Work request:
Find and copy each line of the listing below that has the word "message" in it.

──────── Records shown

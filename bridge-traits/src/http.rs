//! HTTP Client Abstraction
//!
//! Provides async HTTP operations with retry logic and streaming downloads.

use async_trait::async_trait;
use bytes::Bytes;
use serde::{de::DeserializeOwned, Serialize};
use std::collections::HashMap;
use std::time::Duration;

use crate::error::{BridgeError, Result};

/// HTTP method types
#[derive(Debug, Clone, Copy, PartialEq, Eq)]
pub enum HttpMethod {
    Get,
    Post,
    Head,
}

/// HTTP request builder
#[derive(Debug, Clone)]
pub struct HttpRequest {
    pub method: HttpMethod,
    pub url: String,
    pub headers: HashMap<String, String>,
    pub body: Option<Bytes>,
    pub timeout: Option<Duration>,
}

impl HttpRequest {
    pub fn new(method: HttpMethod, url: impl Into<String>) -> Self {
        Self {
            method,
            url: url.into(),
            headers: HashMap::new(),
            body: None,
            timeout: None,
        }
    }

    pub fn get(url: impl Into<String>) -> Self {
        Self::new(HttpMethod::Get, url)
    }

    pub fn header(mut self, key: impl Into<String>, value: impl Into<String>) -> Self {
        self.headers.insert(key.into(), value.into());
        self
    }

    pub fn bearer_token(self, token: impl AsRef<str>) -> Self {
        self.header("Authorization", format!("Bearer {}", token.as_ref()))
    }

    pub fn json<T: Serialize>(mut self, body: &T) -> Result<Self> {
        let json = serde_json::to_vec(body).map_err(|e| {
            BridgeError::OperationFailed(format!("JSON serialization failed: {}", e))
        })?;
        self.body = Some(Bytes::from(json));
        self.headers
            .insert("Content-Type".to_string(), "application/json".to_string());
        Ok(self)
    }

    /// Encode `params` as an `application/x-www-form-urlencoded` body.
    pub fn form<T: Serialize + ?Sized>(mut self, params: &T) -> Result<Self> {
        let encoded = serde_urlencoded::to_string(params).map_err(|e| {
            BridgeError::OperationFailed(format!("Form encoding failed: {}", e))
        })?;
        self.body = Some(Bytes::from(encoded));
        self.headers.insert(
            "Content-Type".to_string(),
            "application/x-www-form-urlencoded".to_string(),
        );
        Ok(self)
    }

    pub fn body(mut self, body: Bytes) -> Self {
        self.body = Some(body);
        self
    }

    pub fn timeout(mut self, duration: Duration) -> Self {
        self.timeout = Some(duration);
        self
    }
}

/// HTTP response
#[derive(Debug)]
pub struct HttpResponse {
    pub status: u16,
    pub headers: HashMap<String, String>,
    pub body: Bytes,
}

impl HttpResponse {
    /// Parse response body as JSON
    pub fn json<T: DeserializeOwned>(&self) -> Result<T> {
        serde_json::from_slice(&self.body).map_err(|e| {
            BridgeError::OperationFailed(format!("JSON deserialization failed: {}", e))
        })
    }

    /// Get response body as UTF-8 string
    pub fn text(&self) -> Result<String> {
        String::from_utf8(self.body.to_vec())
            .map_err(|e| BridgeError::OperationFailed(format!("Invalid UTF-8: {}", e)))
    }

    /// Check if response status is successful (2xx)
    pub fn is_success(&self) -> bool {
        (200..300).contains(&self.status)
    }

    /// Check if response status indicates a client error (4xx)
    pub fn is_client_error(&self) -> bool {
        (400..500).contains(&self.status)
    }

    /// Check if response status indicates a server error (5xx)
    pub fn is_server_error(&self) -> bool {
        (500..600).contains(&self.status)
    }

    /// Convert a non-success response into a [`BridgeError::HttpStatus`].
    pub fn into_status_error(self) -> BridgeError {
        BridgeError::HttpStatus {
            status: self.status,
            message: String::from_utf8_lossy(&self.body).to_string(),
        }
    }
}

/// Retry policy configuration
#[derive(Debug, Clone)]
pub struct RetryPolicy {
    /// Maximum number of attempts, including the first one
    pub max_attempts: u32,
    /// Base delay between retries
    pub base_delay: Duration,
    /// Maximum delay between retries
    pub max_delay: Duration,
    /// Whether to use exponential backoff
    pub use_exponential_backoff: bool,
}

impl RetryPolicy {
    /// Statuses worth retrying: rate limiting and server-side failures.
    pub fn is_retryable_status(status: u16) -> bool {
        status == 429 || (500..600).contains(&status)
    }

    /// Delay before attempt `attempt + 1`, where `attempt` starts at 1.
    pub fn delay_for(&self, attempt: u32) -> Duration {
        if self.use_exponential_backoff {
            let exponent = attempt.saturating_sub(1).min(16);
            (self.base_delay * 2u32.pow(exponent)).min(self.max_delay)
        } else {
            self.base_delay
        }
    }
}

impl Default for RetryPolicy {
    fn default() -> Self {
        Self {
            max_attempts: 3,
            base_delay: Duration::from_millis(100),
            max_delay: Duration::from_secs(30),
            use_exponential_backoff: true,
        }
    }
}

/// Async HTTP client trait
///
/// This trait abstracts HTTP operations so providers and token sources can be
/// tested against a mock. Implementations should handle:
/// - Automatic retry with exponential backoff for 429/5xx
/// - TLS certificate validation
/// - Connection pooling and keep-alive
///
/// # Example
///
/// ```ignore
/// use bridge_traits::http::{HttpClient, HttpRequest};
///
/// async fn fetch_data(client: &dyn HttpClient) -> Result<String> {
///     let request = HttpRequest::get("https://api.example.com/data")
///         .bearer_token("token");
///
///     let response = client.execute(request).await?;
///     response.text()
/// }
/// ```
#[async_trait]
pub trait HttpClient: Send + Sync {
    /// Execute an HTTP request
    ///
    /// Non-2xx responses are returned as `Ok`; callers decide how to treat
    /// them. Errors are reserved for transport failures.
    async fn execute(&self, request: HttpRequest) -> Result<HttpResponse>;

    /// Execute an HTTP request with custom retry policy
    async fn execute_with_retry(
        &self,
        request: HttpRequest,
        policy: RetryPolicy,
    ) -> Result<HttpResponse> {
        let _ = policy;
        self.execute(request).await
    }

    /// Send a request and expose the response body as a byte stream
    ///
    /// Used for large media files that should not be buffered in memory.
    /// A non-2xx status is reported as [`BridgeError::HttpStatus`].
    async fn download_stream(
        &self,
        request: HttpRequest,
    ) -> Result<Box<dyn tokio::io::AsyncRead + Send + Unpin>>;
}

#[cfg(test)]
mod tests {
    use super::*;

    #[test]
    fn test_http_request_builder() {
        let request = HttpRequest::get("https://example.com")
            .header("User-Agent", "test")
            .bearer_token("secret")
            .timeout(Duration::from_secs(30));

        assert_eq!(request.method, HttpMethod::Get);
        assert_eq!(request.url, "https://example.com");
        assert_eq!(request.headers.get("User-Agent"), Some(&"test".to_string()));
        assert_eq!(
            request.headers.get("Authorization"),
            Some(&"Bearer secret".to_string())
        );
    }

    #[test]
    fn test_form_body() {
        let request = HttpRequest::new(HttpMethod::Post, "https://example.com/token")
            .form(&[("grant_type", "refresh_token"), ("refresh_token", "a b")])
            .unwrap();

        assert_eq!(
            request.body.as_deref(),
            Some(&b"grant_type=refresh_token&refresh_token=a+b"[..])
        );
        assert_eq!(
            request.headers.get("Content-Type"),
            Some(&"application/x-www-form-urlencoded".to_string())
        );
    }

    #[test]
    fn test_http_response_status_checks() {
        let response = HttpResponse {
            status: 200,
            headers: HashMap::new(),
            body: Bytes::from("test"),
        };

        assert!(response.is_success());
        assert!(!response.is_client_error());
        assert!(!response.is_server_error());
    }

    #[test]
    fn test_into_status_error() {
        let response = HttpResponse {
            status: 403,
            headers: HashMap::new(),
            body: Bytes::from("quota exceeded"),
        };

        match response.into_status_error() {
            BridgeError::HttpStatus { status, message } => {
                assert_eq!(status, 403);
                assert_eq!(message, "quota exceeded");
            }
            other => panic!("unexpected error: {other:?}"),
        }
    }

    #[test]
    fn test_retry_policy_delay() {
        let policy = RetryPolicy::default();
        assert_eq!(policy.delay_for(1), Duration::from_millis(100));
        assert_eq!(policy.delay_for(2), Duration::from_millis(200));
        assert_eq!(policy.delay_for(3), Duration::from_millis(400));

        assert!(RetryPolicy::is_retryable_status(429));
        assert!(RetryPolicy::is_retryable_status(503));
        assert!(!RetryPolicy::is_retryable_status(404));
    }
}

────────────────

Response for this exercise:
            message: String::from_utf8_lossy(&self.body).to_string(),
            BridgeError::HttpStatus { status, message } => {
                assert_eq!(message, "quota exceeded");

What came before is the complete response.